How do I become part of the NDIS?
The official NDIS website outlines the major components of the scheme and how to arrange an assessment to determine if you or your family member is eligible to become a participant. In general, the process involves NDIS assessors visiting your home and speaking with you about your disability, current supports you are receiving (including informal supports), how it may restrict you from performing your daily activities, your needs and how the NDIS can help you to fulfill your goals. You will also need to present evidence of your medical condition, usually in the form of doctor letters, assessments or reports, as well as accompanying reports from other health practitioners. The amount of funding a person receives depends on the severity of how their disability affects their functioning and independence.
What is NDIS occupational therapy in Sydney?
Occupational therapy is a popular mode of therapy used by people with various medical conditions to assist recuperation from any mental or physical illness or disorder. Under the NDIS, participants with appropriate funding can access occupational therapy services in several areas around Sydney. Services can range from locations at clinics or centres, or can be mobile where the therapist attends the client’s home, school or workplace.
How can NDIS occupational therapy help me?
At its core, the course of occupational therapy is to assist people to perform tasks and activities that they want (or are expected to) do in their lives. Occupational therapy promotes a person’s independence and skills in all breadths of life. To achieve these goals, occupational therapists often either develops the person’s skillset, or modifies the person’s environment to mitigate some of the difficulties or barriers to them becoming more self-resilient. People of all ages and a plethora of medical conditions can utilise occupational therapy such as diagnoses of autism, intellectual impairment, developmental delay, learning disability, stroke, brain injury, cerebral palsy, physical injuries, amputations, mental health disorders and sensory processing deficits.
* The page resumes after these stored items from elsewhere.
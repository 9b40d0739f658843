//! # Collection Module
//!
//! Reads a collection export and turns it into [`CollectionRecord`]s, the input of
//! the conversion pipeline.
//!
//! The export is a comma separated file with a header row. Quoting follows a simple
//! dialect: a `"` toggles the quoted state and a comma inside quotes is literal text.
//! Doubled quotes (`""`) are not an escape sequence, so a title containing a quote
//! character cannot be represented faithfully.
//!
//! Artist and title are looked up through configurable header aliases (see
//! [`FieldAliases`]); every other column is kept verbatim in
//! [`CollectionRecord::raw_fields`] for display.

mod parser;
mod record;

use std::path::Path;

use tracing::debug;

pub use parser::{DELIMITER, ParsedCollection, QUOTE, RawRow, parse, parse_line};
pub use record::{CollectionRecord, FieldAliases, lookup_field, normalize};

use crate::{common, error::ConvertError};

/// Parses export text into records.
pub fn parse_collection(text: &str, aliases: &FieldAliases) -> Vec<CollectionRecord> {
    normalize(&parse(text).rows, aliases)
}

/// Reads and parses a `.csv` export from disk.
///
/// # Errors
///
/// - [`ConvertError::FileNotFound`] if the path does not name a file
/// - [`ConvertError::NotCsv`] if the extension is not `csv` (any case)
/// - [`ConvertError::Input`] if the file cannot be read as UTF-8 text
pub async fn read_collection_file(path: &Path) -> Result<ParsedCollection, ConvertError> {
    if !path.is_file() {
        return Err(ConvertError::FileNotFound(path.to_path_buf()));
    }

    let is_csv = path
        .extension()
        .and_then(|ext| ext.to_str())
        .is_some_and(|ext| ext.eq_ignore_ascii_case("csv"));
    if !is_csv {
        return Err(ConvertError::NotCsv(path.to_path_buf()));
    }

    let text = async_fs::read_to_string(path)
        .await
        .map_err(|e| ConvertError::Input {
            path: path.to_path_buf(),
            reason: e.to_string(),
        })?;

    let parsed = parse(&text);
    debug!(
        path = %path.display(),
        columns = parsed.headers.len(),
        rows = parsed.rows.len(),
        "collection parsed"
    );
    Ok(parsed)
}

/// Headers worth showing in a preview, in file order.
pub fn preview_headers(headers: &[String]) -> Vec<String> {
    headers
        .iter()
        .filter(|header| {
            let header = header.to_lowercase();
            common::PREVIEW_FIELDS
                .iter()
                .any(|key| header.contains(key))
        })
        .cloned()
        .collect()
}
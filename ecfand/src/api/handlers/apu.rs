//! APU handlers: power preset and temperature

use crate::api::error::ApiError;
use crate::api::AppState;
use axum::{extract::State, Json};
use ecfan_core::api::{PowerModeRequest, PowerModeResponse, TemperatureResponse};
use ecfan_core::PowerMode;
use tracing::debug;

/// Report the active power preset as the EC sees it.
///
/// # Endpoint
///
/// `GET /apu/power_mode`
pub(crate) async fn get_power_mode(
    State(state): State<AppState>,
) -> Result<Json<PowerModeResponse>, ApiError> {
    debug!("Request: GET /apu/power_mode");

    let power_mode = state.power.get().await?;
    Ok(Json(PowerModeResponse { power_mode }))
}

/// Apply a power preset and persist it.
///
/// # Endpoint
///
/// `POST /apu/power_mode` with `{"power_mode": "balanced|performance|quiet"}`
pub(crate) async fn set_power_mode(
    State(state): State<AppState>,
    Json(request): Json<PowerModeRequest>,
) -> Result<Json<PowerModeResponse>, ApiError> {
    debug!("Request: POST /apu/power_mode ({})", request.power_mode);

    let mode = PowerMode::parse(&request.power_mode)?;
    let power_mode = state.power.set(mode).await?;
    Ok(Json(PowerModeResponse { power_mode }))
}

/// Report the APU temperature in degrees Celsius.
///
/// # Endpoint
///
/// `GET /apu/temp`
pub(crate) async fn get_temperature(
    State(state): State<AppState>,
) -> Result<Json<TemperatureResponse>, ApiError> {
    debug!("Request: GET /apu/temp");

    let temperature = state.bus.apu_temperature().await?;
    Ok(Json(TemperatureResponse { temperature }))
}
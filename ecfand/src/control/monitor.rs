//! Temperature monitor loop
//!
//! A fixed 1-second scheduler that samples the APU temperature once per
//! tick and drives curve evaluation for every fan in curve mode. The loop
//! runs for the lifetime of the process; transient EC failures cost one
//! tick, never the loop.

use crate::control::FanCurveEngine;
use crate::store::ConfigStore;
use ecfan_core::{FanId, FanMode};
use ecfan_hardware::EcBus;
use std::sync::Arc;
use std::time::Duration;
use tokio::task::JoinHandle;
use tracing::{info, warn};

/// Sampling period of the monitor
pub(crate) const MONITOR_PERIOD: Duration = Duration::from_secs(1);

pub(crate) struct MonitorLoop {
    bus: Arc<EcBus>,
    store: Arc<ConfigStore>,
    engine: Arc<FanCurveEngine>,
    /// Whether curve monitoring was announced as active
    active: bool,
}

impl MonitorLoop {
    pub fn new(bus: Arc<EcBus>, store: Arc<ConfigStore>, engine: Arc<FanCurveEngine>) -> Self {
        Self {
            bus,
            store,
            engine,
            active: false,
        }
    }

    /// Run the loop until the process exits.
    pub fn spawn(mut self) -> JoinHandle<()> {
        tokio::spawn(async move {
            let mut interval = tokio::time::interval(MONITOR_PERIOD);
            loop {
                interval.tick().await;
                self.tick().await;
            }
        })
    }

    /// One monitor tick: sample once, evaluate every curve fan against the
    /// same reading. A failed sample skips the whole tick so no fan ever
    /// evaluates against a stale or garbage temperature.
    pub async fn tick(&mut self) {
        let config = self.store.snapshot().await;
        let curve_fans: Vec<FanId> = FanId::all()
            .filter(|&fan| config.fan(fan).mode == FanMode::Curve)
            .collect();

        if curve_fans.is_empty() {
            if self.active {
                info!("Curve monitoring stopped - no fans in curve mode");
                self.active = false;
            }
            return;
        }

        if !self.active {
            info!(
                "Curve monitoring started - {} fan(s) in curve mode",
                curve_fans.len()
            );
            self.active = true;
        }

        let temp = match self.bus.apu_temperature().await {
            Ok(temp) => temp,
            Err(e) => {
                warn!("Temperature sample failed, skipping tick: {}", e);
                return;
            }
        };

        for fan in curve_fans {
            if let Err(e) = self.engine.evaluate(fan, temp).await {
                warn!("Curve evaluation failed for {}: {}", fan, e);
            }
        }
    }
}
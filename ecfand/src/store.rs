//! Write-through configuration store
//!
//! The store is the single owner of the persisted [`Config`]: every state
//! change routes through [`ConfigStore::update`], which mutates the
//! in-memory document and flushes the whole object to disk before
//! returning. Readers take cheap point-in-time snapshots and never block
//! behind a writer for longer than the clone.

use ecfan_core::{Config, EcfanError, Result};
use std::path::{Path, PathBuf};
use tokio::fs;
use tokio::sync::Mutex;
use tracing::{debug, info};

pub(crate) struct ConfigStore {
    path: PathBuf,
    config: Mutex<Config>,
}

impl ConfigStore {
    /// Load the configuration from disk, materializing and persisting the
    /// documented defaults when the file does not exist yet. The defaults
    /// hit the disk before the server answers its first request.
    pub async fn load(path: &Path) -> Result<Self> {
        if !path.exists() {
            info!(
                "Config not found at {}. Creating with defaults.",
                path.display()
            );
            let config = Config::default();
            write_config(path, &config)
                .await
                .map_err(EcfanError::Config)?;

            return Ok(Self {
                path: path.to_path_buf(),
                config: Mutex::new(config),
            });
        }

        let content = fs::read_to_string(path)
            .await
            .map_err(|e| EcfanError::Config(format!("Failed to read config file: {}", e)))?;

        let config = Config::from_json(&content)
            .map_err(|e| EcfanError::Config(format!("Failed to parse config file: {}", e)))?;

        Ok(Self {
            path: path.to_path_buf(),
            config: Mutex::new(config),
        })
    }

    /// Point-in-time copy for readers.
    pub async fn snapshot(&self) -> Config {
        self.config.lock().await.clone()
    }

    /// Apply a mutation and flush the result to disk before returning.
    ///
    /// Updates are serialized against each other by the store's lock, so
    /// concurrent mutations cannot lose each other's writes. A failed disk
    /// write surfaces as [`EcfanError::Persist`]; the in-memory state keeps
    /// the mutation, because the hardware change it describes has already
    /// happened.
    pub async fn update<F>(&self, mutate: F) -> Result<()>
    where
        F: FnOnce(&mut Config),
    {
        let mut config = self.config.lock().await;
        mutate(&mut config);
        write_config(&self.path, &config)
            .await
            .map_err(EcfanError::Persist)
    }

    /// Location of the persisted file.
    #[allow(dead_code)]
    pub fn path(&self) -> &Path {
        &self.path
    }
}

/// Serialize and write the full config atomically (temp file, then rename).
async fn write_config(path: &Path, config: &Config) -> std::result::Result<(), String> {
    if let Some(parent) = path.parent() {
        if !parent.as_os_str().is_empty() {
            fs::create_dir_all(parent).await.map_err(|e| {
                format!(
                    "Failed to create config directory '{}': {}",
                    parent.display(),
                    e
                )
            })?;
        }
    }

    let json = config
        .to_json()
        .map_err(|e| format!("Failed to serialize config: {}", e))?;

    let temp_path = path.with_extension("json.tmp");

    fs::write(&temp_path, &json)
        .await
        .map_err(|e| format!("Failed to write temp config file: {}", e))?;

    fs::rename(&temp_path, path)
        .await
        .map_err(|e| format!("Failed to rename temp config file: {}", e))?;

    debug!("Saved config to {}", path.display());
    Ok(())
}

#[cfg(test)]
mod tests {
    use super::*;
    use ecfan_core::{FanId, FanMode, PowerMode};
    use tempfile::TempDir;

    #[tokio::test]
    async fn test_load_creates_defaults_on_disk() {
        let temp_dir = TempDir::new().unwrap();
        let config_path = temp_dir.path().join("config.json");

        let store = ConfigStore::load(&config_path).await.unwrap();

        // The file exists with the documented defaults before anything
        // else gets to run
        assert!(config_path.exists());
        let on_disk = Config::from_json(&std::fs::read_to_string(&config_path).unwrap()).unwrap();
        assert_eq!(on_disk, Config::default());
        assert_eq!(store.snapshot().await, Config::default());
    }

    #[tokio::test]
    async fn test_update_persists_before_returning() {
        let temp_dir = TempDir::new().unwrap();
        let config_path = temp_dir.path().join("config.json");
        let store = ConfigStore::load(&config_path).await.unwrap();

        store
            .update(|config| {
                config.power_mode = PowerMode::Performance;
                config.fan2.mode = FanMode::Curve;
                config.fan2.level = 3;
            })
            .await
            .unwrap();

        let on_disk = Config::from_json(&std::fs::read_to_string(&config_path).unwrap()).unwrap();
        assert_eq!(on_disk.power_mode, PowerMode::Performance);
        assert_eq!(on_disk.fan2.mode, FanMode::Curve);
        assert_eq!(on_disk.fan2.level, 3);
    }

    #[tokio::test]
    async fn test_persistence_round_trip() {
        let temp_dir = TempDir::new().unwrap();
        let config_path = temp_dir.path().join("config.json");

        {
            let store = ConfigStore::load(&config_path).await.unwrap();
            store
                .update(|config| {
                    config.power_mode = PowerMode::Quiet;
                    for fan in FanId::all() {
                        let state = config.fan_mut(fan);
                        state.mode = FanMode::Curve;
                        state.level = fan.number();
                        state.rampup_curve = [10, 20, 30, 40, 50];
                    }
                })
                .await
                .unwrap();
        }

        // A fresh store sees exactly the state the first one wrote
        let reloaded = ConfigStore::load(&config_path).await.unwrap();
        let config = reloaded.snapshot().await;
        assert_eq!(config.power_mode, PowerMode::Quiet);
        for fan in FanId::all() {
            assert_eq!(config.fan(fan).level, fan.number());
            assert_eq!(config.fan(fan).rampup_curve, [10, 20, 30, 40, 50]);
        }
    }

    #[tokio::test]
    async fn test_concurrent_updates_do_not_lose_writes() {
        let temp_dir = TempDir::new().unwrap();
        let config_path = temp_dir.path().join("config.json");
        let store = std::sync::Arc::new(ConfigStore::load(&config_path).await.unwrap());

        let a = store.clone();
        let b = store.clone();
        let t1 = tokio::spawn(async move { a.update(|c| c.fan1.level = 5).await });
        let t2 = tokio::spawn(async move { b.update(|c| c.fan3.level = 2).await });
        t1.await.unwrap().unwrap();
        t2.await.unwrap().unwrap();

        let config = store.snapshot().await;
        assert_eq!(config.fan1.level, 5);
        assert_eq!(config.fan3.level, 2);
    }

    #[tokio::test]
    async fn test_unparseable_config_is_an_error() {
        let temp_dir = TempDir::new().unwrap();
        let config_path = temp_dir.path().join("config.json");
        std::fs::write(&config_path, "{ not json").unwrap();

        assert!(matches!(
            ConfigStore::load(&config_path).await,
            Err(EcfanError::Config(_))
        ));
    }
}
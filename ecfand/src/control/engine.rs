//! Per-fan control state machine
//!
//! The engine owns every mode, level, and curve change. Each operation
//! validates first (a rejected request never touches hardware), then writes
//! through the EC bus, then persists through the config store — the single
//! persistence path, so the file always describes a state that was actually
//! applied.

use crate::store::ConfigStore;
use ecfan_core::{
    next_level, validate_curve, validate_level, Config, Curve, CurveKind, EcfanError, FanId,
    FanMode, Result,
};
use ecfan_hardware::EcBus;
use std::sync::Arc;
use tracing::{info, warn};

pub(crate) struct FanCurveEngine {
    bus: Arc<EcBus>,
    store: Arc<ConfigStore>,
}

impl FanCurveEngine {
    pub fn new(bus: Arc<EcBus>, store: Arc<ConfigStore>) -> Self {
        Self { bus, store }
    }

    /// Switch a fan's control mode.
    ///
    /// Entering fixed mode re-applies the stored level immediately.
    /// Entering curve mode only arms evaluation: the next monitor tick
    /// resumes from the last applied level rather than forcing a write.
    pub async fn set_mode(&self, fan: FanId, mode: FanMode) -> Result<FanMode> {
        self.bus.set_fan_mode(fan, mode != FanMode::Auto).await?;

        if mode == FanMode::Fixed {
            let level = self.store.snapshot().await.fan(fan).level;
            self.bus.set_fan_level(fan, level).await?;
        }

        info!("{} mode set to {}", fan, mode);
        self.persist(move |config| config.fan_mut(fan).mode = mode)
            .await;

        Ok(mode)
    }

    /// Set a fixed-mode fan's level. Rejected outside fixed mode and for
    /// levels outside 0-5, without touching the hardware.
    pub async fn set_level(&self, fan: FanId, level: i64) -> Result<u8> {
        let level = validate_level(level)?;

        let mode = self.store.snapshot().await.fan(fan).mode;
        if mode != FanMode::Fixed {
            return Err(EcfanError::Validation(format!(
                "{} is in {} mode; the level can only be set in fixed mode",
                fan, mode
            )));
        }

        self.bus.set_fan_level(fan, level).await?;

        info!("{} level set to {}", fan, level);
        self.persist(move |config| config.fan_mut(fan).level = level)
            .await;

        Ok(level)
    }

    /// Replace one of a fan's ramp curves. Curves are host-side state: they
    /// steer evaluation and are persisted, but never written to the EC.
    pub async fn set_curve(&self, fan: FanId, kind: CurveKind, points: &[i64]) -> Result<Curve> {
        let curve = validate_curve(points)?;

        info!("{} {} curve set to {:?}", fan, kind.as_str(), curve);
        self.persist(move |config| {
            let state = config.fan_mut(fan);
            match kind {
                CurveKind::Rampup => state.rampup_curve = curve,
                CurveKind::Rampdown => state.rampdown_curve = curve,
            }
        })
        .await;

        Ok(curve)
    }

    /// One evaluation tick for one fan against the shared temperature
    /// sample. No-op unless the fan is in curve mode.
    pub async fn evaluate(&self, fan: FanId, temp: u8) -> Result<()> {
        let state = {
            let config = self.store.snapshot().await;
            config.fan(fan).clone()
        };

        if state.mode != FanMode::Curve {
            return Ok(());
        }

        let next = next_level(
            state.level,
            temp,
            &state.rampup_curve,
            &state.rampdown_curve,
        );
        if next == state.level {
            return Ok(());
        }

        self.bus.set_fan_level(fan, next).await?;

        let direction = if next > state.level {
            "ramping up"
        } else {
            "ramping down"
        };
        info!("{} {} to level {} (temp: {}°C)", fan, direction, next, temp);

        self.persist(move |config| config.fan_mut(fan).level = next)
            .await;

        Ok(())
    }

    /// Persist a mutation. A failed write is a warning, not a failure: the
    /// hardware already changed and rolling the memory back would lie about
    /// the applied state.
    async fn persist<F>(&self, mutate: F)
    where
        F: FnOnce(&mut Config),
    {
        if let Err(e) = self.store.update(mutate).await {
            warn!("Config not saved: {}", e);
        }
    }
}

#[cfg(test)]
mod tests {
    use super::*;
    use ecfan_hardware::{SimHandle, SimulatedEc};
    use tempfile::TempDir;

    async fn engine() -> (FanCurveEngine, SimHandle, Arc<ConfigStore>, TempDir) {
        let sim = SimulatedEc::new();
        let handle = sim.handle();
        let bus = Arc::new(EcBus::new(Box::new(sim)));

        let temp_dir = TempDir::new().unwrap();
        let store = Arc::new(
            ConfigStore::load(&temp_dir.path().join("config.json"))
                .await
                .unwrap(),
        );

        (
            FanCurveEngine::new(bus, store.clone()),
            handle,
            store,
            temp_dir,
        )
    }

    fn fan(n: u8) -> FanId {
        FanId::new(n).unwrap()
    }

    #[tokio::test]
    async fn test_set_mode_fixed_applies_stored_level() {
        let (engine, handle, store, _dir) = engine().await;
        store.update(|c| c.fan1.level = 3).await.unwrap();

        engine.set_mode(fan(1), FanMode::Fixed).await.unwrap();

        // Mode register manual, level register at 3 (nibble 0x4)
        assert_eq!(handle.register(0x21), 0x11);
        assert_eq!(handle.register(0x22), 0x14);
        assert_eq!(store.snapshot().await.fan1.mode, FanMode::Fixed);
    }

    #[tokio::test]
    async fn test_set_mode_curve_arms_without_level_write() {
        let (engine, handle, store, _dir) = engine().await;
        store.update(|c| c.fan2.level = 4).await.unwrap();

        engine.set_mode(fan(2), FanMode::Curve).await.unwrap();

        // Manual control selected but the level register stays where the
        // EC left it; evaluation resumes from the stored level instead
        assert_eq!(handle.register(0x23), 0x21);
        assert_eq!(handle.register(0x24), 0x27);
        let state = store.snapshot().await.fan2.clone();
        assert_eq!(state.mode, FanMode::Curve);
        assert_eq!(state.level, 4);
    }

    #[tokio::test]
    async fn test_set_level_requires_fixed_mode() {
        let (engine, handle, store, _dir) = engine().await;

        // Fans default to auto
        let err = engine.set_level(fan(1), 2).await.unwrap_err();
        assert!(matches!(err, EcfanError::Validation(_)));
        assert_eq!(handle.register(0x22), 0x17);
        assert_eq!(store.snapshot().await.fan1.level, 0);
    }

    #[tokio::test]
    async fn test_set_level_rejects_out_of_range_without_hardware_write() {
        let (engine, handle, store, _dir) = engine().await;
        engine.set_mode(fan(1), FanMode::Fixed).await.unwrap();

        let err = engine.set_level(fan(1), 7).await.unwrap_err();
        assert!(matches!(err, EcfanError::InvalidLevel(7)));

        // Level register still off, persisted level unchanged
        assert_eq!(handle.register(0x22), 0x17);
        assert_eq!(store.snapshot().await.fan1.level, 0);
    }

    #[tokio::test]
    async fn test_set_level_writes_and_persists() {
        let (engine, handle, store, _dir) = engine().await;
        engine.set_mode(fan(3), FanMode::Fixed).await.unwrap();

        assert_eq!(engine.set_level(fan(3), 5).await.unwrap(), 5);

        assert_eq!(handle.register(0x26), 0x36);
        assert_eq!(store.snapshot().await.fan3.level, 5);
    }

    #[tokio::test]
    async fn test_set_curve_persists_without_touching_hardware() {
        let (engine, handle, store, _dir) = engine().await;

        let before = handle.register(0x22);
        engine
            .set_curve(fan(1), CurveKind::Rampdown, &[30, 45, 75, 90, 95])
            .await
            .unwrap();

        assert_eq!(handle.register(0x22), before);
        assert_eq!(
            store.snapshot().await.fan1.rampdown_curve,
            [30, 45, 75, 90, 95]
        );
    }

    #[tokio::test]
    async fn test_set_curve_rejects_wrong_length() {
        let (engine, _, store, _dir) = engine().await;

        let err = engine
            .set_curve(fan(1), CurveKind::Rampup, &[60, 70, 83, 95])
            .await
            .unwrap_err();
        assert!(matches!(err, EcfanError::Validation(_)));
        assert_eq!(
            store.snapshot().await.fan1.rampup_curve,
            [60, 70, 83, 95, 97]
        );
    }

    #[tokio::test]
    async fn test_evaluate_steps_up_once_and_persists() {
        let (engine, handle, store, _dir) = engine().await;
        store
            .update(|c| {
                c.fan1.mode = FanMode::Curve;
                c.fan1.level = 2;
            })
            .await
            .unwrap();

        // 83 clears the level-2 rampup threshold; one step only
        engine.evaluate(fan(1), 83).await.unwrap();

        assert_eq!(handle.register(0x22), 0x14);
        assert_eq!(store.snapshot().await.fan1.level, 3);
    }

    #[tokio::test]
    async fn test_evaluate_holds_inside_hysteresis_band() {
        let (engine, handle, store, _dir) = engine().await;
        store
            .update(|c| {
                c.fan1.mode = FanMode::Curve;
                c.fan1.level = 2;
            })
            .await
            .unwrap();

        let before = handle.register(0x22);
        // Between rampdown[1]=50 and rampup[2]=83: no movement either way
        for temp in [50, 60, 72, 82] {
            engine.evaluate(fan(1), temp).await.unwrap();
        }

        assert_eq!(handle.register(0x22), before);
        assert_eq!(store.snapshot().await.fan1.level, 2);
    }

    #[tokio::test]
    async fn test_evaluate_ignores_non_curve_fans() {
        let (engine, handle, store, _dir) = engine().await;
        engine.set_mode(fan(1), FanMode::Fixed).await.unwrap();

        engine.evaluate(fan(1), 99).await.unwrap();

        assert_eq!(handle.register(0x22), 0x17);
        assert_eq!(store.snapshot().await.fan1.level, 0);
    }
}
Occupational therapy can help individuals improve their functioning in all areas and stages of life. For instance, children may benefit from therapy to improve fine and gross motor skills, social skills, self-care activities, and attention in school. Adolescents may engage in occupational therapy to enhance executive functioning abilities (e.g. concentration, planning and time management), travel training, and help with transitioning into the workforce. People who have suffered conditions such as stroke, brain injury, amputations or other physical impairments may need an occupational therapy assessment to determine what home modifications or other equipment they need (e.g. wheelchairs, walking aids, ramps or rails). Certain occupational therapists are also qualified to assess if a person with a medical condition or disability can safely drive.
Like most other therapeutic interventions, the primary step of occupational therapy usually involves gaining a thorough background of the person’s medical and personal history, and specific needs for therapy. Depending on the client’s age, the occupational therapist will then formulate unique goals and a plan to teach the individual strategies to bolster their independence. Occupational therapists use standardised assessments to identify a person’s current level of functioning, and utilise evidenced-based practices and strategies to strengthen their skills.